Busst drivers


Jen Scaffidi, left, and Carolyn Gates are Blunderbusst.

Jen Scaffidi, left, and Carolyn Gates are Blunderbusst.

Photo By David Robert

Blunderbusst performs June 9 at 8 p.m. at Comma Coffee, 312 South Carson St., Carson City. Free. For more information, call 883-2662, or visit www.blunderbusst.com.

“Welcome to our pirate wench world,” says Jen Scaffidi, after explaining that a Blunderbuss is a giant gun with a blown-out barrel used by pirates and Elmer Fudd. Add a “t” to it—she points to her chest—and you’ve got Blunderbusst, a play on words that’s a lot like the two-piece band: A little bit awkward. A little bit sexy.

Scaffidi, 31, has been playing music for half her life and has been a member of several bands in Northern Nevada and elsewhere. In 2004, she embarked on a solo music career that she admits “got boring.” She decided she needed a drummer. She enlisted her friend Carolyn Gates, who made her drumming debut at her son’s elementary school talent show with The Gates Family Band.

“It rocked!” says Gates.

The duo has been playing together in Carson City for one year. They’ve found that people generally have trouble classifying their music.

“It’s not like we’re blowing peoples minds with our two-person spazz rock, but if it’s hard to categorize, maybe we’re doing something right, or, at least, interesting,” says Scaffidi.

Their sound is interesting. The vocals have a moody, melodic singer-songwriter feel. But Scaffidi avoids typical folksy chords, preferring a more dynamic structure. Meanwhile, Gates has an absolute blast playing the drums. The result is a fun, indie-rock sound with a tinge of angst. Sort of like The White Stripes meets Alanis Morissette.

Scaffidi draws on “a ton of punk and indie rock” influences. Gates, 36, claims to have spent her high school days in “fringed leather,” the victim of an upbringing in small town Montana. She is still catching up to the “cool stuff.”

They claim that to get through a show without falling down or bleeding is a success. This is a reference to their mutual clumsiness. In reality, they project a confident, self-assured vibe without taking themselves too seriously. They favor quality over quantity and would rather play great for 30 minutes than good for 60 minutes.

Watching Scaffidi, it’s apparent she’s done this before. She doesn’t hold back vocally; she enjoys herself without becoming indulgent about it; and she glosses over mistakes or glitches without letting them become distractions. Behind her, Gates bangs away at the drums with a gusto that is a show by itself. She becomes so engrossed, it’s hard not to take the emotional journey with her.

To elicit such a performance, one needs only to hook the ladies up with some tasty tacos.

“We’re seriously so influenced by tacos,” says Scaffidi. It seems like a joke at first, but as they go on at length about various meats, cheeses and salsas, it becomes apparent that their affinity for tacos is no laughing matter.

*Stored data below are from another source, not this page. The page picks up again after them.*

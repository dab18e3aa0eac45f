//! Integration tests for neoform-graph against a live Neo4j instance
//! with the APOC plugin installed.
//!
//! Run with: cargo test --package neoform-graph --test integration -- --ignored
//!
//! Skipped automatically if Neo4j is not available.

use chrono::{TimeZone, Utc};

use neoform_core::{
    ElementType, NeoProperties, NeoValue, NeoformError, Schema, SchemaProperties, SchemaType,
    SchemaTypeOpts,
};
use neoform_graph::{GraphClient, GraphConfig, GraphError};

async fn connect_or_skip() -> Option<GraphClient> {
    let config = GraphConfig::default();
    match GraphClient::connect(&config).await {
        Ok(client) => Some(client),
        Err(e) => {
            eprintln!("Skipping integration test (Neo4j not available): {e}");
            None
        }
    }
}

/// Each test uses its own label so runs do not see each other's nodes.
fn unique_label(test: &str) -> String {
    let nanos = Utc::now().timestamp_nanos_opt().unwrap_or_default();
    format!("NeoformTest_{test}_{nanos}")
}

async fn cleanup(client: &GraphClient, label: &str) {
    let q = neo4rs::query(&format!("MATCH (n:{label}) DETACH DELETE n"));
    if let Err(e) = client.run(q).await {
        eprintln!("Cleanup failed for {label}: {e}");
    }
}

fn person_schema() -> Schema {
    let mut props = SchemaProperties::new();
    props.insert(
        "name".into(),
        SchemaTypeOpts::new(SchemaType::String).required().into(),
    );
    props.insert(
        "email".into(),
        SchemaTypeOpts::new(SchemaType::String).lowercase().into(),
    );
    props.insert("age".into(), SchemaType::Number.into());
    props.insert("born".into(), SchemaType::Date.into());
    props.insert(
        "tags".into(),
        SchemaType::List(ElementType::String).into(),
    );
    Schema::new(props).unwrap()
}

fn ada() -> NeoProperties {
    let born = Utc.with_ymd_and_hms(1815, 12, 10, 0, 0, 0).unwrap();
    [
        ("name", NeoValue::from("Ada")),
        ("email", NeoValue::from("Ada@Example.com")),
        ("age", NeoValue::from(36)),
        ("born", NeoValue::from(born)),
        ("tags", NeoValue::from(vec!["math", "engines"])),
    ]
    .into_iter()
    .collect()
}

#[tokio::test]
#[ignore = "requires live Neo4j"]
async fn test_create_and_find_by_id() {
    let Some(client) = connect_or_skip().await else {
        return;
    };
    let label = unique_label("create");
    let schema = person_schema();

    let created = client.create_node(&label, &schema, &ada()).await.unwrap();
    assert_eq!(
        created.props.get("email"),
        Some(&NeoValue::from("ada@example.com"))
    );

    let found = client.find_by_id(&label, &schema, created.id).await.unwrap();
    assert_eq!(found, created);
    assert_eq!(
        found.props.get("born").map(NeoValue::schema_type),
        Some(SchemaType::Date)
    );

    cleanup(&client, &label).await;
}

#[tokio::test]
#[ignore = "requires live Neo4j"]
async fn test_create_rejects_invalid_props() {
    let Some(client) = connect_or_skip().await else {
        return;
    };
    let label = unique_label("invalid");
    let schema = person_schema();

    let mut props = ada();
    props.insert("age", "thirty-six");
    let err = client.create_node(&label, &schema, &props).await.unwrap_err();
    assert!(matches!(
        err,
        GraphError::Schema(NeoformError::TypeMismatch { .. })
    ));

    let count = client
        .count_nodes(&label, &schema, &NeoProperties::new())
        .await
        .unwrap();
    assert_eq!(count, 0);
}

#[tokio::test]
#[ignore = "requires live Neo4j"]
async fn test_find_nodes_by_filter() {
    let Some(client) = connect_or_skip().await else {
        return;
    };
    let label = unique_label("find");
    let schema = person_schema();

    client.create_node(&label, &schema, &ada()).await.unwrap();
    let grace: NeoProperties = [("name", NeoValue::from("Grace")), ("age", NeoValue::from(85))]
        .into_iter()
        .collect();
    client.create_node(&label, &schema, &grace).await.unwrap();

    let filter: NeoProperties = [("name", "Grace")].into_iter().collect();
    let found = client.find_nodes(&label, &schema, &filter, 10).await.unwrap();
    assert_eq!(found.len(), 1);
    assert_eq!(found[0].props.get("age"), Some(&NeoValue::from(85)));

    let all = client
        .count_nodes(&label, &schema, &NeoProperties::new())
        .await
        .unwrap();
    assert_eq!(all, 2);

    cleanup(&client, &label).await;
}

#[tokio::test]
#[ignore = "requires live Neo4j"]
async fn test_update_and_delete() {
    let Some(client) = connect_or_skip().await else {
        return;
    };
    let label = unique_label("update");
    let schema = person_schema();

    let created = client.create_node(&label, &schema, &ada()).await.unwrap();
    let changes: NeoProperties = [("age", 37)].into_iter().collect();
    let updated = client
        .update_node(&label, &schema, created.id, &changes)
        .await
        .unwrap();
    assert_eq!(updated.props.get("age"), Some(&NeoValue::from(37)));
    assert_eq!(updated.props.get("name"), Some(&NeoValue::from("Ada")));

    assert!(client.delete_node(&label, created.id).await.unwrap());
    assert!(!client.delete_node(&label, created.id).await.unwrap());
    assert!(matches!(
        client.find_by_id(&label, &schema, created.id).await,
        Err(GraphError::NotFound { .. })
    ));

    cleanup(&client, &label).await;
}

“We find tacos more achievable than money,” Gates says. “If I have to go over 10 or 15 miles to play a show, I’d better be getting some tacos.”

Blunderbusst will celebrate their one year anniversary on June 9 at Comma Coffee in Carson City. There will be free cake. Additionally, they have “a bunch of shows” scheduled around the area this summer. They’ve written plenty of songs and have been recording sporadically, but they’re wary of setting a deadline for releasing an album.

“It’ll be done when it’s done,” says Scaffidi.